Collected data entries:

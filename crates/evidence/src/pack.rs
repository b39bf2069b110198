//! Evidence pack archive: build and verify.
//!
//! The archive is a gzip-compressed tar with entries in a fixed order, each
//! with mtime 0, mode 0644 and uid/gid 0, so packing the same snapshot with
//! the same keys always yields the same bytes.

use std::collections::BTreeMap;
use std::io::Read;

use flate2::read::GzDecoder;
use flate2::write::GzEncoder;
use flate2::Compression;
use mrv_core::{canonicalize, CheckStatus, ComplianceCheck, QaFlag};
use mrv_storage::Snapshot;
use serde::{Deserialize, Serialize};

use crate::error::EvidenceError;
use crate::lineage::Lineage;
use crate::manifest::{ArtifactEntry, Manifest, MANIFEST_FORMAT};
use crate::signing::{PackSigner, SignatureAlgorithm, SignatureBlock, VerificationKey};

pub const INPUT_BUNDLE: &str = "input_bundle.json";
pub const RESULT_BUNDLE: &str = "result_bundle.json";
pub const COMPLIANCE: &str = "compliance.json";
pub const LINEAGE: &str = "lineage.json";
pub const MANIFEST: &str = "manifest.json";
pub const SIGNATURE: &str = "signature.json";

/// Contents of `compliance.json`.
#[derive(Debug, Clone, PartialEq, Eq, Serialize, Deserialize)]
pub struct ComplianceReport {
    pub status: CheckStatus,
    pub checks: Vec<ComplianceCheck>,
    pub qa_flags: Vec<QaFlag>,
}

/// A built pack.
#[derive(Debug, Clone)]
pub struct EvidencePack {
    pub bytes: Vec<u8>,
    pub manifest: Manifest,
    pub manifest_hash: String,
}

/// Package a snapshot, signing the manifest with every signer given.
pub fn build_pack(snapshot: &Snapshot, signers: &[PackSigner]) -> Result<EvidencePack, EvidenceError> {
    let result = snapshot.result();
    let compliance = ComplianceReport {
        status: result.content.compliance_status,
        checks: result.content.compliance_checks.clone(),
        qa_flags: result.content.qa_flags.clone(),
    };
    let lineage = Lineage::build(snapshot.id(), snapshot.input(), result)?;

    let artifacts: Vec<(&str, Vec<u8>)> = vec![
        (INPUT_BUNDLE, canonicalize(snapshot.input())?),
        (RESULT_BUNDLE, canonicalize(result)?),
        (COMPLIANCE, canonicalize(&compliance)?),
        (LINEAGE, canonicalize(&lineage)?),
    ];

    let mut entries: Vec<ArtifactEntry> = artifacts
        .iter()
        .map(|(name, bytes)| ArtifactEntry::describe(name, bytes))
        .collect();
    entries.sort_by(|a, b| a.name.cmp(&b.name));

    let manifest = Manifest {
        format: MANIFEST_FORMAT.to_string(),
        snapshot_id: snapshot.id(),
        subject: snapshot.subject().clone(),
        input_hash: snapshot.input_hash().to_string(),
        result_hash: snapshot.result_hash().to_string(),
        snapshot_hash: snapshot.snapshot_hash().to_string(),
        previous_snapshot_hash: snapshot.previous_snapshot_hash().map(str::to_string),
        locked: snapshot.is_locked(),
        created_at: snapshot.created_at().to_string(),
        artifacts: entries,
    };
    let manifest_bytes = manifest.canonical_bytes()?;
    let manifest_hash = manifest.manifest_hash()?;
    let signature = SignatureBlock {
        manifest_hash: manifest_hash.clone(),
        signatures: signers
            .iter()
            .map(|s| s.sign(&manifest_bytes))
            .collect::<Result<_, _>>()?,
    };

    let mut files = artifacts;
    files.push((MANIFEST, manifest_bytes));
    files.push((SIGNATURE, canonicalize(&signature)?));
    let bytes = write_archive(&files)?;

    tracing::info!(
        snapshot = snapshot.id(),
        manifest_hash = %manifest_hash,
        signatures = signature.signatures.len(),
        bytes = bytes.len(),
        "evidence pack built"
    );
    Ok(EvidencePack {
        bytes,
        manifest,
        manifest_hash,
    })
}

pub(crate) fn write_archive(files: &[(&str, Vec<u8>)]) -> Result<Vec<u8>, EvidenceError> {
    let gz = GzEncoder::new(Vec::new(), Compression::default());
    let mut tar = tar::Builder::new(gz);
    for (name, bytes) in files {
        let mut header = tar::Header::new_gnu();
        header.set_size(bytes.len() as u64);
        header.set_mode(0o644);
        header.set_mtime(0);
        header.set_uid(0);
        header.set_gid(0);
        header.set_entry_type(tar::EntryType::Regular);
        header.set_cksum();
        tar.append_data(&mut header, name, bytes.as_slice())?;
    }
    Ok(tar.into_inner()?.finish()?)
}

/// Read every regular entry of a pack into memory.
pub fn read_archive(bytes: &[u8]) -> Result<BTreeMap<String, Vec<u8>>, EvidenceError> {
    let mut archive = tar::Archive::new(GzDecoder::new(bytes));
    let mut files = BTreeMap::new();
    for entry in archive.entries()? {
        let mut entry = entry?;
        let name = entry.path()?.to_string_lossy().into_owned();
        let mut content = Vec::new();
        entry.read_to_end(&mut content)?;
        files.insert(name, content);
    }
    Ok(files)
}

// ──────────────────────────────────────────────
// Verification
// ──────────────────────────────────────────────

#[derive(Debug, Clone, PartialEq, Eq, Serialize)]
pub struct ArtifactCheck {
    pub name: String,
    pub expected_sha256: String,
    /// `None` when the artifact is missing from the archive.
    pub actual_sha256: Option<String>,
    pub ok: bool,
}

#[derive(Debug, Clone, Copy, PartialEq, Eq, Serialize)]
#[serde(rename_all = "snake_case")]
pub enum SignatureStatus {
    /// A supplied key verified the signature.
    Verified,
    /// Keys of this algorithm were supplied but none verified it.
    Invalid,
    /// No key of this algorithm was supplied.
    Unchecked,
}

#[derive(Debug, Clone, PartialEq, Eq, Serialize)]
pub struct SignatureCheck {
    pub algorithm: SignatureAlgorithm,
    pub key_id: Option<String>,
    pub status: SignatureStatus,
}

/// Outcome of verifying a pack.
#[derive(Debug, Clone, PartialEq, Eq, Serialize)]
pub struct PackVerification {
    pub snapshot_id: u64,
    pub manifest_hash: String,
    /// The hash recorded in `signature.json` matches the manifest.
    pub manifest_hash_ok: bool,
    pub artifacts: Vec<ArtifactCheck>,
    /// Archive entries the manifest does not list.
    pub unexpected: Vec<String>,
    pub signatures: Vec<SignatureCheck>,
}

impl PackVerification {
    /// Every hash matches, nothing extra is packed, and no signature failed.
    pub fn is_valid(&self) -> bool {
        self.manifest_hash_ok
            && self.unexpected.is_empty()
            && self.artifacts.iter().all(|a| a.ok)
            && self
                .signatures
                .iter()
                .all(|s| s.status != SignatureStatus::Invalid)
    }

    /// At least one signature was verified with a supplied key.
    pub fn is_signed(&self) -> bool {
        self.signatures
            .iter()
            .any(|s| s.status == SignatureStatus::Verified)
    }
}

/// Recompute artifact hashes, the manifest hash, and every signature a key
/// was supplied for.
///
/// Content mismatches are reported, not returned as errors; `Err` means the
/// archive or its manifest could not be read at all.
pub fn verify_pack(
    bytes: &[u8],
    keys: &[VerificationKey],
) -> Result<PackVerification, EvidenceError> {
    let files = read_archive(bytes)?;
    let manifest: Manifest = parse(&files, MANIFEST)?;
    let signature: SignatureBlock = parse(&files, SIGNATURE)?;

    let manifest_bytes = manifest.canonical_bytes()?;
    let manifest_hash = manifest.manifest_hash()?;

    let artifacts = manifest
        .artifacts
        .iter()
        .map(|entry| {
            let actual = files.get(&entry.name).map(|b| mrv_core::sha256_hex(b));
            ArtifactCheck {
                name: entry.name.clone(),
                expected_sha256: entry.sha256.clone(),
                ok: actual.as_deref() == Some(entry.sha256.as_str()),
                actual_sha256: actual,
            }
        })
        .collect();

    let unexpected = files
        .keys()
        .filter(|name| {
            name.as_str() != MANIFEST
                && name.as_str() != SIGNATURE
                && manifest.artifact(name).is_none()
        })
        .cloned()
        .collect();

    let signatures = signature
        .signatures
        .iter()
        .map(|entry| {
            let candidates: Vec<&VerificationKey> = keys
                .iter()
                .filter(|k| k.algorithm() == entry.algorithm)
                .collect();
            let status = if candidates.is_empty() {
                SignatureStatus::Unchecked
            } else if candidates.iter().any(|k| k.verifies(&manifest_bytes, entry)) {
                SignatureStatus::Verified
            } else {
                SignatureStatus::Invalid
            };
            SignatureCheck {
                algorithm: entry.algorithm,
                key_id: entry.key_id.clone(),
                status,
            }
        })
        .collect();

    let report = PackVerification {
        snapshot_id: manifest.snapshot_id,
        manifest_hash_ok: signature.manifest_hash == manifest_hash,
        manifest_hash,
        artifacts,
        unexpected,
        signatures,
    };
    tracing::info!(
        snapshot = report.snapshot_id,
        valid = report.is_valid(),
        signed = report.is_signed(),
        "evidence pack verified"
    );
    Ok(report)
}

fn parse<T: serde::de::DeserializeOwned>(
    files: &BTreeMap<String, Vec<u8>>,
    name: &str,
) -> Result<T, EvidenceError> {
    let bytes = files
        .get(name)
        .ok_or_else(|| EvidenceError::MissingArtifact(name.to_string()))?;
    serde_json::from_slice(bytes).map_err(|e| EvidenceError::MalformedArtifact {
        name: name.to_string(),
        message: e.to_string(),
    })
}

#[cfg(test)]
mod tests {
    use super::*;
    use crate::signing::generate_keypair;
    use mrv_storage::conformance::fixture_pair;
    use mrv_storage::{InMemorySnapshotStore, SnapshotStore};

    fn locked_snapshot() -> Snapshot {
        let store = InMemorySnapshotStore::new();
        let (input, result) = fixture_pair("P1", "F1", 42);
        let saved = store.save(input, result).unwrap();
        store.lock(saved.id()).unwrap()
    }

    #[test]
    fn same_snapshot_packs_to_same_bytes() {
        let snapshot = locked_snapshot();
        let signers = [PackSigner::Hmac(b"secret".to_vec())];
        let a = build_pack(&snapshot, &signers).unwrap();
        let b = build_pack(&snapshot, &signers).unwrap();
        assert_eq!(a.bytes, b.bytes);
        assert_eq!(a.manifest_hash, b.manifest_hash);
        assert!(a.manifest.locked);
    }

    #[test]
    fn archive_has_fixed_entry_order() {
        let pack = build_pack(&locked_snapshot(), &[]).unwrap();
        let mut archive = tar::Archive::new(GzDecoder::new(pack.bytes.as_slice()));
        let names: Vec<String> = archive
            .entries()
            .unwrap()
            .map(|e| e.unwrap().path().unwrap().to_string_lossy().into_owned())
            .collect();
        assert_eq!(
            names,
            vec![INPUT_BUNDLE, RESULT_BUNDLE, COMPLIANCE, LINEAGE, MANIFEST, SIGNATURE]
        );
        let manifest_names: Vec<&str> =
            pack.manifest.artifacts.iter().map(|a| a.name.as_str()).collect();
        assert_eq!(
            manifest_names,
            vec![COMPLIANCE, INPUT_BUNDLE, LINEAGE, RESULT_BUNDLE]
        );
    }

    #[test]
    fn intact_pack_verifies_with_both_algorithms() {
        let (signing, verifying) = generate_keypair();
        let signers = [
            PackSigner::Hmac(b"secret".to_vec()),
            PackSigner::Ed25519(signing),
        ];
        let pack = build_pack(&locked_snapshot(), &signers).unwrap();
        let keys = [
            VerificationKey::Hmac(b"secret".to_vec()),
            VerificationKey::Ed25519(verifying),
        ];
        let report = verify_pack(&pack.bytes, &keys).unwrap();
        assert!(report.is_valid(), "{:?}", report);
        assert!(report.is_signed());
        assert!(report
            .signatures
            .iter()
            .all(|s| s.status == SignatureStatus::Verified));
        assert_eq!(report.manifest_hash, pack.manifest_hash);
    }

    #[test]
    fn tampered_artifact_is_detected() {
        let pack = build_pack(&locked_snapshot(), &[PackSigner::Hmac(b"k".to_vec())]).unwrap();
        let files = read_archive(&pack.bytes).unwrap();
        let mut rewritten: Vec<(&str, Vec<u8>)> = Vec::new();
        for name in [INPUT_BUNDLE, RESULT_BUNDLE, COMPLIANCE, LINEAGE, MANIFEST, SIGNATURE] {
            let mut bytes = files[name].clone();
            if name == RESULT_BUNDLE {
                let text = String::from_utf8(bytes).unwrap();
                bytes = text.replacen("\"42\"", "\"41\"", 1).into_bytes();
            }
            rewritten.push((name, bytes));
        }
        let tampered = write_archive(&rewritten).unwrap();

        let report = verify_pack(&tampered, &[VerificationKey::Hmac(b"k".to_vec())]).unwrap();
        assert!(!report.is_valid());
        let check = report.artifacts.iter().find(|a| a.name == RESULT_BUNDLE).unwrap();
        assert!(!check.ok);
        assert!(report.manifest_hash_ok);
        assert_eq!(report.signatures[0].status, SignatureStatus::Verified);
    }

    #[test]
    fn wrong_key_marks_signature_invalid() {
        let pack = build_pack(&locked_snapshot(), &[PackSigner::Hmac(b"right".to_vec())]).unwrap();
        let report = verify_pack(&pack.bytes, &[VerificationKey::Hmac(b"wrong".to_vec())]).unwrap();
        assert_eq!(report.signatures[0].status, SignatureStatus::Invalid);
        assert!(!report.is_valid());

        let unchecked = verify_pack(&pack.bytes, &[]).unwrap();
        assert_eq!(unchecked.signatures[0].status, SignatureStatus::Unchecked);
        assert!(unchecked.is_valid());
        assert!(!unchecked.is_signed());
    }

    #[test]
    fn garbage_bytes_are_an_error_not_a_panic() {
        assert!(verify_pack(b"definitely not a tarball", &[]).is_err());
    }
}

**Exercise**
The answer must be every line from the entries above that holds the string "GzDecoder".

**Exercise solution**
use flate2::read::GzDecoder;
    let mut archive = tar::Archive::new(GzDecoder::new(bytes));
        let mut archive = tar::Archive::new(GzDecoder::new(pack.bytes.as_slice()));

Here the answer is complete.